4,5⭐
Me ha encantado. Una saga que promete.
Dice la sinopsis:
Las gélidas y oscuras aguas del río Blackwater inundan Perdido, un pequeño pueblo al sur de Alabama. Allí, los Caskey, un gran clan de ricos terratenientes, intentan hacer frente a los daños causados por la riada. Liderados por Mary-Love, la incontestable matriarca, y Óscar, su obediente hijo, los Caskey trabajan por recomponerse y salvaguardar su fortuna. Pero no cuentan con la aparición de la misteriosa Elinor Dammert. Una joven hermosa pero parca en palabras con un único objetivo: acercarse a los Caskey cueste lo que cueste.
Mis impresiones:
Primera entrega de las seis que componen esta saga. Adictiva desde el minuto uno y con el estilo inconfundible de Michael McDowell. Prosa directa, ritmo muy ágil, diálogos atractivos y la maestría que le caracteriza a la hora de dosificar información e intriga.

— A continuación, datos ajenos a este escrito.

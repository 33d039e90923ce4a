// Copyright (C) 2025 Joshua Kesler
//
// This program is free software: you can redistribute it and/or modify
// it under the terms of the GNU General Public License as published by
// the Free Software Foundation, either version 3 of the License, or
// (at your option) any later version.
//
// This program is distributed in the hope that it will be useful,
// but WITHOUT ANY WARRANTY; without even the implied warranty of
// MERCHANTABILITY or FITNESS FOR A PARTICULAR PURPOSE. See the
// GNU General Public License for more details.
//
// You should have received a copy of the GNU General Public License
// along with this program. If not, see <https://www.gnu.org/licenses/>.

use std::fmt;

/// A decoded image for one slot: packed RGB8, row-major.
#[derive(Debug, Clone, PartialEq)]
pub struct Frame {
    pub slot: usize,
    pub sequence: u64,
    pub pixels: Vec<u8>,
    pub width: u32,
    pub height: u32,
    pub stride: usize
}

impl Frame {
    pub fn size(&self) -> [usize; 2] {
        [self.width as usize, self.height as usize]
    }
}

#[derive(Debug, Clone, Copy, PartialEq, Eq)]
pub enum StreamErrorKind {
    SourceOpenFailed,
    SourceReadFailed
}

impl fmt::Display for StreamErrorKind {
    fn fmt(&self, f: &mut fmt::Formatter<'_>) -> fmt::Result {
        match self {
            StreamErrorKind::SourceOpenFailed => write!(f, "source open failed"),
            StreamErrorKind::SourceReadFailed => write!(f, "source read failed")
        }
    }
}

/// Terminal failure of one slot's acquisition loop.
#[derive(Debug, Clone, PartialEq, thiserror::Error)]
#[error("{message}")]
pub struct StreamError {
    pub slot: usize,
    pub kind: StreamErrorKind,
    pub message: String
}

impl StreamError {
    pub fn new(slot: usize, kind: StreamErrorKind, message: impl Into<String>) -> Self {
        Self { slot, kind, message: message.into() }
    }
}

#[derive(Debug, Clone, PartialEq)]
pub enum SlotEvent {
    Frame(Frame),
    Error(StreamError)
}

impl SlotEvent {
    pub fn slot(&self) -> usize {
        match self {
            SlotEvent::Frame(f) => f.slot,
            SlotEvent::Error(e) => e.slot
        }
    }
}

En este primer volumen, McDowell nos pone en contexto. La acción se sitúa en 1919 en Perdido, un pueblo pequeño de Alabama en el que confluyen dos ríos, el Perdido y el Blackwater. Allí viven los Caskey, una de las principales familias de la zona, dueña de un aserradero. Mary Love, la matriarca, gobierna a su familia con mano de hierro, hasta que llega Elinor Dammert, una enigmática mujer salida de no se sabe dónde, que va a trastocar ese orden de cosas. A partir de su llegada, una serie de hechos inexplicables, algunos de los cuales ponen los pelos de punta.

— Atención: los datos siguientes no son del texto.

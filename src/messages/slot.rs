// Copyright (C) 2025 Joshua Kesler
//
// This program is free software: you can redistribute it and/or modify
// it under the terms of the GNU General Public License as published by
// the Free Software Foundation, either version 3 of the License, or
// (at your option) any later version.
//
// This program is distributed in the hope that it will be useful,
// but WITHOUT ANY WARRANTY; without even the implied warranty of
// MERCHANTABILITY or FITNESS FOR A PARTICULAR PURPOSE. See the
// GNU General Public License for more details.
//
// You should have received a copy of the GNU General Public License
// along with this program. If not, see <https://www.gnu.org/licenses/>.

use std::fmt;

pub const SLOT_COUNT: usize = 4;

/// One position in the 2x2 grid and the address bound to it. An empty
/// address means the slot has no source.
#[derive(Debug, Clone, PartialEq)]
pub struct CameraSlot {
    pub index: usize,
    pub address: String
}

impl CameraSlot {
    pub fn new(index: usize, address: impl Into<String>) -> Self {
        Self { index, address: address.into() }
    }

    pub fn is_empty(&self) -> bool {
        self.address.is_empty()
    }

    pub fn label(&self) -> String {
        format!("Camera {}", self.index + 1)
    }
}

impl fmt::Display for CameraSlot {
    fn fmt(&self, f: &mut fmt::Formatter<'_>) -> fmt::Result {
        if self.is_empty() {
            write!(f, "{} (no source)", self.label())
        } else {
            write!(f, "{} ({})", self.label(), self.address)
        }
    }
}

pub fn slots_from_addresses(addresses: &[String; SLOT_COUNT]) -> [CameraSlot; SLOT_COUNT] {
    std::array::from_fn(|i| CameraSlot::new(i, addresses[i].clone()))
}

McDowell tiene la virtud de ambientar sin parar la acción. La atmósfera que genera es de nota. He llegado a mascar el lodo, sentir la omnipresente humedad, oler el limo de la riada, visualizar las aguas rojas del Perdido, las negras del Blackwater, los robles de agua y hasta las camelias que separan las casas de Mary Love y James Caskey.

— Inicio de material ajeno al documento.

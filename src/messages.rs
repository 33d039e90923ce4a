// Copyright (C) 2025 Joshua Kesler
//
// This program is free software: you can redistribute it and/or modify
// it under the terms of the GNU General Public License as published by
// the Free Software Foundation, either version 3 of the License, or
// (at your option) any later version.
//
// This program is distributed in the hope that it will be useful,
// but WITHOUT ANY WARRANTY; without even the implied warranty of
// MERCHANTABILITY or FITNESS FOR A PARTICULAR PURPOSE. See the
// GNU General Public License for more details.
//
// You should have received a copy of the GNU General Public License
// along with this program. If not, see <https://www.gnu.org/licenses/>.

pub mod frame;
pub mod slot;

pub use frame::{Frame, SlotEvent, StreamError, StreamErrorKind};
pub use slot::{CameraSlot, SLOT_COUNT};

Los personajes quedan bien trazados. Los miembros de la familia Caskey no tienen desperdicio, no se salva ni uno. No digo más, es mejor conocerlos con la lectura. Elinor Dammert, de la que no sabemos ni quién es ni qué es ni por qué se acerca a los Caskey, es más siniestra que todos ellos juntos. McDowell nos permite conocer datos que desconocen los habitantes del pueblo, pero nos deja sin respuestas sobre su procedencia, naturaleza y motivaciones. La intriga no es poca. Habrá que esperar a las siguientes de la saga.
El final a cuchillo. Nos deja con la miel en los labios. No vamos a encontrar respuestas aquí, solo preguntas, intriga y ganas de saber. Recordemos que son seis libros y que afortunadamente se van a publicar con intervalos de quince días. Deseando el siguiente. Recomendable.